● Saved data entries
= = =

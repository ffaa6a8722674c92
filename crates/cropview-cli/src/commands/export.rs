use std::path::{Path, PathBuf};
use std::sync::Arc;

use anyhow::{bail, Result};
use clap::{Args, ValueEnum};
use cropview_core::config::ViewerConfig;
use cropview_core::crop::CropAspect;
use cropview_core::geometry::{Rect, Size};
use cropview_core::io::image_io::{load_image, save_png};
use cropview_core::viewer::Viewer;
use tracing::debug;

use crate::summary::{print_export_summary, ExportSummary};

#[derive(Clone, Copy, ValueEnum)]
pub enum AspectArg {
    Free,
    Square,
    #[value(name = "3:4")]
    ThreeByFour,
    #[value(name = "4:3")]
    FourByThree,
    #[value(name = "16:9")]
    SixteenByNine,
}

impl From<AspectArg> for CropAspect {
    fn from(arg: AspectArg) -> Self {
        match arg {
            AspectArg::Free => CropAspect::Free,
            AspectArg::Square => CropAspect::Square,
            AspectArg::ThreeByFour => CropAspect::ThreeByFour,
            AspectArg::FourByThree => CropAspect::FourByThree,
            AspectArg::SixteenByNine => CropAspect::SixteenByNine,
        }
    }
}

#[derive(Args)]
pub struct ExportArgs {
    /// Input image file
    pub file: PathBuf,

    /// Viewport the image is shown in, as WxH
    #[arg(long, value_parser = super::parse_size, required_unless_present = "legacy")]
    pub viewport: Option<Size>,

    /// Viewer config (TOML); flags below override it
    #[arg(long)]
    pub config: Option<PathBuf>,

    /// Zoom multiplier relative to the cover fit (export scale with --legacy)
    #[arg(long)]
    pub zoom: Option<f64>,

    /// Pan the image by dx,dy viewport pixels after zooming
    #[arg(long, value_parser = super::parse_offset, allow_hyphen_values = true)]
    pub pan: Option<(f64, f64)>,

    /// Crop rectangle as x,y,w,h (viewport pixels, or native with --legacy)
    #[arg(long, value_parser = super::parse_rect, allow_hyphen_values = true)]
    pub crop: Option<Rect>,

    /// Crop aspect ratio
    #[arg(long, value_enum)]
    pub aspect: Option<AspectArg>,

    /// Clip the export to an ellipse
    #[arg(long)]
    pub circular: bool,

    /// Rotation in degrees, clockwise (legacy export only)
    #[arg(long, allow_hyphen_values = true)]
    pub rotate: Option<f64>,

    /// Crop in native pixels without the pan/zoom transform
    #[arg(long)]
    pub legacy: bool,

    /// Print the PNG data string instead of writing a file
    #[arg(long)]
    pub data_url: bool,

    /// Output PNG (auto-generated if not provided)
    #[arg(short, long)]
    pub output: Option<PathBuf>,
}

pub fn run(args: &ExportArgs) -> Result<()> {
    let mut config = match args.config {
        Some(ref path) => super::load_config(path)?,
        None => ViewerConfig::default(),
    };
    config.crop_enabled = true;
    if args.legacy {
        config.transform_enabled = false;
    }
    if args.circular {
        config.circular = true;
    }
    if let Some(deg) = args.rotate {
        config.rotation_degrees = deg;
    }
    if let Some(aspect) = args.aspect {
        config.aspect = aspect.into();
    }
    config.validate()?;

    let image = load_image(&args.file)?;
    let natural = Size::from(image.dimensions());
    debug!(path = %args.file.display(), width = natural.width, height = natural.height, "Image loaded");

    let mut viewer = Viewer::new(config);
    if let Some(viewport) = args.viewport {
        viewer.resize(viewport);
    }
    viewer.set_image(Arc::new(image));

    if viewer.config().transform_enabled && !viewer.store().is_fitted() {
        bail!("Viewport is required unless --legacy is given");
    }

    if let Some(zoom) = args.zoom {
        if !(zoom > 0.0 && zoom.is_finite()) {
            bail!("--zoom must be positive, got {zoom}");
        }
        viewer.set_scaling(zoom);
    }
    if let Some((dx, dy)) = args.pan {
        viewer.pan(dx, dy);
    }
    if let Some(rect) = args.crop {
        if viewer.edit_crop(rect).is_none() {
            bail!("Crop is locked by the config");
        }
    }
    viewer.complete_crop();
    debug!(
        transform = ?viewer.transform(),
        crop = ?viewer.native_crop_rect(),
        "Viewer state before export"
    );

    let output = viewer.export_now()?;
    let (w, h) = output.image.dimensions();
    debug!(width = w, height = h, bytes = output.data_url.len(), "Export rendered");

    if args.data_url {
        println!("{}", output.data_url);
        return Ok(());
    }

    let output_path = args
        .output
        .clone()
        .unwrap_or_else(|| export_output_path(&args.file, w, h));
    save_png(&output.image, &output_path)?;

    print_export_summary(&ExportSummary {
        input: &args.file,
        output: &output_path,
        natural,
        viewer: &viewer,
        exported: Size::from(output.image.dimensions()),
    });
    Ok(())
}

fn export_output_path(source: &Path, w: u32, h: u32) -> PathBuf {
    let stem = source
        .file_stem()
        .and_then(|s| s.to_str())
        .unwrap_or("output");
    let parent = source.parent().unwrap_or(Path::new("."));
    parent.join(format!("{stem}_crop{w}x{h}.png"))
}
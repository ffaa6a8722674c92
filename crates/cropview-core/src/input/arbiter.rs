use tracing::debug;

use crate::config::ViewerConfig;
use crate::consts::{DEFAULT_WHEEL_SENSITIVITY, MIN_PINCH_DISTANCE};
use crate::geometry::{Point, ViewTransform};
use crate::input::events::{Capture, InputEvent, Outcome, PointerEvent, PointerId};
use crate::input::PanPolicy;
use crate::viewport::ViewTransformStore;

/// Recorded at pan start. Moves are measured from here, not per event.
#[derive(Clone, Copy, Debug, PartialEq)]
pub struct PanAnchor {
    pub pointer: PointerId,
    pub start: Point,
    pub start_translate_x: f64,
    pub start_translate_y: f64,
}

/// Recorded when the second pointer lands.
#[derive(Clone, Copy, Debug, PartialEq)]
pub struct PinchAnchor {
    pub initial_distance: f64,
    pub initial_scale: f64,
    /// Gesture centre in viewport coordinates.
    pub center: Point,
}

#[derive(Clone, Copy, Debug, PartialEq)]
pub enum GestureState {
    Idle,
    Panning(PanAnchor),
    Pinching(PinchAnchor),
    /// A single pointer the crop widget owns.
    CropEditing,
}

/// Decides, per event, whether input pans, zooms, or belongs to the crop
/// widget, and drives the transform store accordingly.
#[derive(Clone, Debug)]
pub struct InputArbiter {
    policy: PanPolicy,
    gestures_enabled: bool,
    disabled: bool,
    wheel_sensitivity: f64,
    /// Viewport top-left in client coordinates.
    origin: Point,
    pointers: Vec<(PointerId, Point)>,
    state: GestureState,
    modifier_held: bool,
}

impl Default for InputArbiter {
    fn default() -> Self {
        Self {
            policy: PanPolicy::default(),
            gestures_enabled: true,
            disabled: false,
            wheel_sensitivity: DEFAULT_WHEEL_SENSITIVITY,
            origin: Point::ORIGIN,
            pointers: Vec::with_capacity(2),
            state: GestureState::Idle,
            modifier_held: false,
        }
    }
}

impl InputArbiter {
    pub fn new(config: &ViewerConfig) -> Self {
        let mut arbiter = Self::default();
        arbiter.configure(config);
        arbiter
    }

    pub fn configure(&mut self, config: &ViewerConfig) {
        self.policy = config.pan_policy();
        self.gestures_enabled = config.transform_enabled;
        self.disabled = config.disabled;
        self.wheel_sensitivity = config.wheel_sensitivity;
        if self.disabled || !self.gestures_enabled {
            self.reset();
        }
    }

    pub fn set_surface_origin(&mut self, origin: Point) {
        self.origin = origin;
    }

    pub fn state(&self) -> GestureState {
        self.state
    }

    pub fn active_pointers(&self) -> usize {
        self.pointers.len()
    }

    pub fn modifier_held(&self) -> bool {
        self.modifier_held
    }

    /// Pan allowed by policy and, if required, the modifier is down.
    pub fn pan_permitted(&self) -> bool {
        self.gestures_enabled
            && self.policy.enabled
            && (!self.policy.requires_modifier || self.modifier_held)
    }

    /// Forget all pointers and gestures.
    pub fn reset(&mut self) {
        self.pointers.clear();
        self.state = GestureState::Idle;
        self.modifier_held = false;
    }

    pub fn handle(&mut self, event: &InputEvent, store: &mut ViewTransformStore) -> Outcome {
        match *event {
            InputEvent::PointerDown(p) => self.pointer_down(p, store),
            InputEvent::PointerMove(p) => self.pointer_move(p, store),
            InputEvent::PointerUp(p) | InputEvent::PointerCancel(p) => self.pointer_up(p, store),
            InputEvent::PointerLeave => self.pointer_leave(),
            InputEvent::Wheel { position, delta_y } => self.wheel(position, delta_y, store),
            InputEvent::ModifierDown => {
                self.modifier_held = true;
                Outcome::pass()
            }
            InputEvent::ModifierUp => self.modifier_up(),
        }
    }

    fn to_viewport(&self, client: Point) -> Point {
        Point::new(client.x - self.origin.x, client.y - self.origin.y)
    }

    fn upsert(&mut self, id: PointerId, position: Point) {
        if let Some(entry) = self.pointers.iter_mut().find(|(pid, _)| *pid == id) {
            entry.1 = position;
        } else {
            self.pointers.push((id, position));
        }
    }

    fn begin_pan(&mut self, id: PointerId, position: Point, store: &ViewTransformStore) {
        let t = store.transform();
        self.state = GestureState::Panning(PanAnchor {
            pointer: id,
            start: position,
            start_translate_x: t.translate_x,
            start_translate_y: t.translate_y,
        });
        debug!(pointer = id.0, "Pan started");
    }

    /// Anchor a pinch on the first two tracked pointers and the live scale.
    fn begin_pinch(&mut self, store: &ViewTransformStore) {
        let a = self.pointers[0].1;
        let b = self.pointers[1].1;
        let anchor = PinchAnchor {
            initial_distance: a.distance(b),
            initial_scale: store.transform().scale,
            center: self.to_viewport(a.midpoint(b)),
        };
        debug!(
            distance = anchor.initial_distance,
            scale = anchor.initial_scale,
            "Pinch started"
        );
        self.state = GestureState::Pinching(anchor);
    }

    fn pointer_down(&mut self, p: PointerEvent, store: &ViewTransformStore) -> Outcome {
        if self.disabled {
            return Outcome::pass();
        }
        self.upsert(p.id, p.position);

        if !self.gestures_enabled {
            self.state = GestureState::CropEditing;
            return Outcome::pass();
        }

        match self.pointers.len() {
            2 => {
                self.begin_pinch(store);
                Outcome::claimed().with_capture(Capture::Acquire(p.id))
            }
            1 => {
                if self.pan_permitted() {
                    self.begin_pan(p.id, p.position, store);
                    Outcome::claimed().with_capture(Capture::Acquire(p.id))
                } else {
                    self.state = GestureState::CropEditing;
                    Outcome::pass()
                }
            }
            _ => match self.state {
                // Extra fingers during a pinch are swallowed.
                GestureState::Pinching(_) => Outcome::claimed(),
                _ => Outcome::pass(),
            },
        }
    }

    fn pointer_move(&mut self, p: PointerEvent, store: &mut ViewTransformStore) -> Outcome {
        if self.disabled {
            return Outcome::pass();
        }
        let tracked = self.pointers.iter().any(|(id, _)| *id == p.id);
        if !tracked {
            return Outcome::pass();
        }
        self.upsert(p.id, p.position);

        match self.state {
            GestureState::Pinching(anchor) if self.pointers.len() == 2 => {
                if anchor.initial_distance < MIN_PINCH_DISTANCE {
                    return Outcome::claimed();
                }
                let distance = self.pointers[0].1.distance(self.pointers[1].1);
                let target = anchor.initial_scale * (distance / anchor.initial_distance);
                // apply_scale works on live state, so express the target
                // relative to the current scale.
                let factor = target / store.transform().scale;
                store.zoom_at(anchor.center, factor);
                Outcome::claimed()
            }
            GestureState::Pinching(_) => Outcome::claimed(),
            GestureState::Panning(anchor) if anchor.pointer == p.id => {
                let dx = p.position.x - anchor.start.x;
                let dy = p.position.y - anchor.start.y;
                store.set_direct(ViewTransform::new(
                    store.transform().scale,
                    anchor.start_translate_x + dx,
                    anchor.start_translate_y + dy,
                ));
                Outcome::claimed()
            }
            GestureState::Panning(_) => Outcome::claimed(),
            GestureState::CropEditing | GestureState::Idle => Outcome::pass(),
        }
    }

    fn pointer_up(&mut self, p: PointerEvent, store: &ViewTransformStore) -> Outcome {
        self.pointers.retain(|(id, _)| *id != p.id);

        match self.state {
            GestureState::Panning(anchor) if anchor.pointer == p.id => {
                self.state = GestureState::Idle;
                debug!(pointer = p.id.0, "Pan ended");
                Outcome::claimed().with_capture(Capture::Release(p.id))
            }
            GestureState::Panning(_) => Outcome::claimed(),
            GestureState::Pinching(_) => {
                match self.pointers.len() {
                    0 | 1 => self.degrade_pinch(store),
                    // A different pair now pinches; measure it afresh
                    2 => self.begin_pinch(store),
                    _ => {}
                }
                Outcome::claimed().with_capture(Capture::Release(p.id))
            }
            GestureState::CropEditing => {
                if self.pointers.is_empty() {
                    self.state = GestureState::Idle;
                }
                Outcome::pass()
            }
            GestureState::Idle => Outcome::pass(),
        }
    }

    /// A pinch lost a pointer: continue as a pan from where the remaining
    /// pointer is now, or go idle.
    fn degrade_pinch(&mut self, store: &ViewTransformStore) {
        match self.pointers.first().copied() {
            Some((id, position)) if self.pan_permitted() => {
                self.begin_pan(id, position, store);
            }
            _ => {
                self.state = GestureState::Idle;
                debug!("Pinch ended");
            }
        }
    }

    fn modifier_up(&mut self) -> Outcome {
        self.modifier_held = false;
        match self.state {
            GestureState::Panning(anchor) if self.policy.requires_modifier => {
                self.state = GestureState::Idle;
                debug!("Modifier released, pan cleared");
                Outcome::pass().with_capture(Capture::Release(anchor.pointer))
            }
            _ => Outcome::pass(),
        }
    }

    fn pointer_leave(&mut self) -> Outcome {
        let release = match self.state {
            GestureState::Panning(anchor) => Capture::Release(anchor.pointer),
            _ => Capture::None,
        };
        self.reset();
        Outcome::pass().with_capture(release)
    }

    fn wheel(&mut self, position: Point, delta_y: f64, store: &mut ViewTransformStore) -> Outcome {
        if self.disabled || !self.gestures_enabled {
            // Scrolling over the surface never scrolls the page
            return Outcome {
                prevent_default: true,
                ..Outcome::pass()
            };
        }
        let factor = (-delta_y * self.wheel_sensitivity).exp();
        store.zoom_at(self.to_viewport(position), factor);
        Outcome {
            prevent_default: true,
            ..Outcome::claimed()
        }
    }
}
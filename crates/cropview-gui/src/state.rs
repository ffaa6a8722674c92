use std::path::PathBuf;
use std::sync::Arc;

use cropview_core::geometry::{Point, Rect};
use image::RgbaImage;

const MAX_LOG_LINES: usize = 200;

#[derive(Default)]
pub struct UIState {
    pub file_path: Option<PathBuf>,
    pub log_messages: Vec<String>,
    /// Mirrors the viewer's published zoom multiplier.
    pub zoom: f64,
    pub export: ExportState,
}

impl UIState {
    pub fn add_log(&mut self, msg: String) {
        self.log_messages.push(msg);
        if self.log_messages.len() > MAX_LOG_LINES {
            let excess = self.log_messages.len() - MAX_LOG_LINES;
            self.log_messages.drain(..excess);
        }
    }
}

/// Latest accepted export.
#[derive(Default)]
pub struct ExportState {
    pub preview: Option<egui::TextureHandle>,
    pub image: Option<Arc<RgbaImage>>,
    pub data_url: Option<String>,
    pub in_flight: bool,
}

#[derive(Default)]
pub struct ViewportState {
    pub texture: Option<egui::TextureHandle>,
    /// Touch ids currently down. While non-empty, egui's simulated mouse
    /// events are ignored so one finger is not seen twice.
    pub touches: Vec<u64>,
    pub shift_held: bool,
    pub crop_drag: Option<CropDrag>,
}

/// Which part of the crop rectangle a drag grabbed.
#[derive(Clone, Copy, Debug, PartialEq, Eq)]
pub enum DragHandle {
    Move,
    TopLeft,
    TopRight,
    BottomLeft,
    BottomRight,
    /// Drawing a fresh rectangle from the press point.
    Create,
}

/// A crop-widget drag in viewport coordinates.
#[derive(Clone, Copy, Debug)]
pub struct CropDrag {
    pub pointer: u64,
    pub handle: DragHandle,
    pub start: Point,
    pub start_rect: Rect,
}
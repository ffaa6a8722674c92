use tracing::trace;

/// Identifies one export request. Later requests compare greater.
#[derive(Clone, Copy, Debug, PartialEq, Eq, PartialOrd, Ord, Hash)]
pub struct ExportTicket(u64);

impl ExportTicket {
    pub fn id(&self) -> u64 {
        self.0
    }
}

/// One-frame deferral plus last-write-wins delivery for exports.
///
/// `request` marks an export as due; repeated requests before the next
/// frame coalesce. At frame time `take_due` hands out the ticket and the
/// caller snapshots the live crop and transform. `accept` drops results
/// older than one already delivered.
#[derive(Clone, Debug, Default)]
pub struct ExportScheduler {
    issued: u64,
    pending: Option<ExportTicket>,
    latest_accepted: Option<ExportTicket>,
}

impl ExportScheduler {
    pub fn new() -> Self {
        Self::default()
    }

    pub fn request(&mut self) -> ExportTicket {
        if let Some(ticket) = self.pending {
            return ticket;
        }
        self.issued += 1;
        let ticket = ExportTicket(self.issued);
        self.pending = Some(ticket);
        trace!(ticket = ticket.0, "Export requested");
        ticket
    }

    pub fn is_pending(&self) -> bool {
        self.pending.is_some()
    }

    pub fn take_due(&mut self) -> Option<ExportTicket> {
        self.pending.take()
    }

    /// True if the result for `ticket` should be delivered.
    pub fn accept(&mut self, ticket: ExportTicket) -> bool {
        if self.latest_accepted.is_some_and(|latest| ticket < latest) {
            trace!(ticket = ticket.0, "Stale export ignored");
            return false;
        }
        self.latest_accepted = Some(ticket);
        true
    }

    /// Drop a pending request without issuing it.
    pub fn cancel_pending(&mut self) {
        self.pending = None;
    }
}
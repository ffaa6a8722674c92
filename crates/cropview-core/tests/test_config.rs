use cropview_core::config::ViewerConfig;
use cropview_core::consts::DEFAULT_WHEEL_SENSITIVITY;
use cropview_core::coords::NativeRect;
use cropview_core::crop::CropAspect;
use cropview_core::error::CropviewError;
use cropview_core::geometry::Rect;

// ---------------------------------------------------------------------------
// Defaults
// ---------------------------------------------------------------------------

#[test]
fn test_default_config() {
    let config = ViewerConfig::default();
    assert!(config.transform_enabled);
    assert!(config.pan_enabled);
    assert!(!config.pan_requires_modifier);
    assert!(config.crop_enabled);
    assert_eq!(config.scaling, 1.0);
    assert_eq!(config.aspect, CropAspect::Free);
    assert_eq!(config.wheel_sensitivity, DEFAULT_WHEEL_SENSITIVITY);
    assert!(config.validate().is_ok());
}

#[test]
fn test_pan_policy_requires_transform() {
    let config = ViewerConfig {
        transform_enabled: false,
        ..Default::default()
    };
    assert!(!config.pan_policy().enabled);
}

#[test]
fn test_constraints_mirror_config() {
    let config = ViewerConfig {
        aspect: CropAspect::Square,
        min_width: 10.0,
        max_height: Some(50.0),
        ..Default::default()
    };
    let c = config.constraints();
    assert_eq!(c.aspect, CropAspect::Square);
    assert_eq!(c.min_width, 10.0);
    assert_eq!(c.max_height, Some(50.0));
}

// ---------------------------------------------------------------------------
// Serde
// ---------------------------------------------------------------------------

#[test]
fn test_partial_json_uses_defaults() {
    let config: ViewerConfig =
        serde_json::from_str(r#"{ "circular": true, "aspect": "SixteenByNine" }"#).unwrap();
    assert!(config.circular);
    assert_eq!(config.aspect, CropAspect::SixteenByNine);
    assert!(config.transform_enabled);
    assert_eq!(config.scaling, 1.0);
}

#[test]
fn test_json_roundtrip_with_default_crop() {
    let config = ViewerConfig {
        aspect: CropAspect::Custom(2.5),
        default_crop: Some(NativeRect::Percent(Rect::new(10.0, 10.0, 80.0, 80.0))),
        ..Default::default()
    };
    let json = serde_json::to_string(&config).unwrap();
    let back: ViewerConfig = serde_json::from_str(&json).unwrap();
    assert_eq!(back, config);
}

// ---------------------------------------------------------------------------
// Validation
// ---------------------------------------------------------------------------

#[test]
fn test_validate_rejects_bad_scaling() {
    let config = ViewerConfig {
        scaling: 0.0,
        ..Default::default()
    };
    assert!(matches!(
        config.validate(),
        Err(CropviewError::InvalidConfig(_))
    ));
}

#[test]
fn test_validate_rejects_bad_aspect() {
    let config = ViewerConfig {
        aspect: CropAspect::Custom(-1.0),
        ..Default::default()
    };
    assert!(config.validate().is_err());
}

#[test]
fn test_validate_rejects_max_below_min() {
    let config = ViewerConfig {
        min_width: 100.0,
        max_width: Some(50.0),
        ..Default::default()
    };
    assert!(config.validate().is_err());
}
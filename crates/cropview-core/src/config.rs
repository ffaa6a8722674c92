use serde::{Deserialize, Serialize};

use crate::consts::DEFAULT_WHEEL_SENSITIVITY;
use crate::coords::NativeRect;
use crate::crop::constraints::{CropAspect, CropConstraints};
use crate::error::{CropviewError, Result};
use crate::input::PanPolicy;

/// Values supplied by the host shell.
#[derive(Clone, Debug, PartialEq, Serialize, Deserialize)]
#[serde(default)]
pub struct ViewerConfig {
    /// Pan/zoom transform active. When false the legacy native-space
    /// crop path is used and no gesture is claimed.
    pub transform_enabled: bool,
    pub pan_enabled: bool,
    /// Pan only while the modifier key (shift) is held.
    pub pan_requires_modifier: bool,
    pub crop_enabled: bool,
    /// Ignore all input.
    pub disabled: bool,
    /// Crop rectangle cannot be edited.
    pub locked: bool,
    pub aspect: CropAspect,
    pub min_width: f64,
    pub min_height: f64,
    pub max_width: Option<f64>,
    pub max_height: Option<f64>,
    /// Degrees, clockwise-positive, about the image centre (legacy export).
    pub rotation_degrees: f64,
    /// Host zoom multiplier. Mapped onto the zoom range when the transform
    /// is active, applied as a uniform export scale in legacy mode.
    pub scaling: f64,
    /// Clip the export to an inscribed ellipse.
    pub circular: bool,
    /// Initial crop supplied by the host.
    pub default_crop: Option<NativeRect>,
    /// `k` in the wheel zoom factor `exp(-delta_y * k)`.
    pub wheel_sensitivity: f64,
}

impl Default for ViewerConfig {
    fn default() -> Self {
        Self {
            transform_enabled: true,
            pan_enabled: true,
            pan_requires_modifier: false,
            crop_enabled: true,
            disabled: false,
            locked: false,
            aspect: CropAspect::Free,
            min_width: 0.0,
            min_height: 0.0,
            max_width: None,
            max_height: None,
            rotation_degrees: 0.0,
            scaling: 1.0,
            circular: false,
            default_crop: None,
            wheel_sensitivity: DEFAULT_WHEEL_SENSITIVITY,
        }
    }
}

impl ViewerConfig {
    pub fn pan_policy(&self) -> PanPolicy {
        PanPolicy {
            enabled: self.pan_enabled && self.transform_enabled,
            requires_modifier: self.pan_requires_modifier,
        }
    }

    pub fn constraints(&self) -> CropConstraints {
        CropConstraints {
            aspect: self.aspect,
            min_width: self.min_width,
            min_height: self.min_height,
            max_width: self.max_width,
            max_height: self.max_height,
        }
    }

    /// Reject values the engine cannot work with.
    pub fn validate(&self) -> Result<()> {
        if !(self.scaling > 0.0 && self.scaling.is_finite()) {
            return Err(CropviewError::InvalidConfig(format!(
                "scaling must be positive, got {}",
                self.scaling
            )));
        }
        if !(self.wheel_sensitivity >= 0.0 && self.wheel_sensitivity.is_finite()) {
            return Err(CropviewError::InvalidConfig(format!(
                "wheel_sensitivity must be non-negative, got {}",
                self.wheel_sensitivity
            )));
        }
        if let Some(ratio) = self.aspect.ratio() {
            if !(ratio > 0.0 && ratio.is_finite()) {
                return Err(CropviewError::InvalidConfig(format!(
                    "aspect ratio must be positive, got {ratio}"
                )));
            }
        }
        if self.min_width < 0.0 || self.min_height < 0.0 {
            return Err(CropviewError::InvalidConfig(
                "min crop dimensions must be >= 0".into(),
            ));
        }
        if let Some(max_w) = self.max_width {
            if max_w < self.min_width {
                return Err(CropviewError::InvalidConfig(format!(
                    "max_width {max_w} is below min_width {}",
                    self.min_width
                )));
            }
        }
        if let Some(max_h) = self.max_height {
            if max_h < self.min_height {
                return Err(CropviewError::InvalidConfig(format!(
                    "max_height {max_h} is below min_height {}",
                    self.min_height
                )));
            }
        }
        Ok(())
    }
}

= = =

Quote in full each line from the top of the records above through the line with "#[derive(Args)]"; stop after that line.

repository ffaa6a8722674c92
filename crates/cropview-cli/src/commands/export.rs
use std::path::{Path, PathBuf};
use std::sync::Arc;

use anyhow::{bail, Result};
use clap::{Args, ValueEnum};
use cropview_core::config::ViewerConfig;
use cropview_core::crop::CropAspect;
use cropview_core::geometry::{Rect, Size};
use cropview_core::io::image_io::{load_image, save_png};
use cropview_core::viewer::Viewer;
use tracing::debug;

use crate::summary::{print_export_summary, ExportSummary};

#[derive(Clone, Copy, ValueEnum)]
pub enum AspectArg {
    Free,
    Square,
    #[value(name = "3:4")]
    ThreeByFour,
    #[value(name = "4:3")]
    FourByThree,
    #[value(name = "16:9")]
    SixteenByNine,
}

impl From<AspectArg> for CropAspect {
    fn from(arg: AspectArg) -> Self {
        match arg {
            AspectArg::Free => CropAspect::Free,
            AspectArg::Square => CropAspect::Square,
            AspectArg::ThreeByFour => CropAspect::ThreeByFour,
            AspectArg::FourByThree => CropAspect::FourByThree,
            AspectArg::SixteenByNine => CropAspect::SixteenByNine,
        }
    }
}

#[derive(Args)]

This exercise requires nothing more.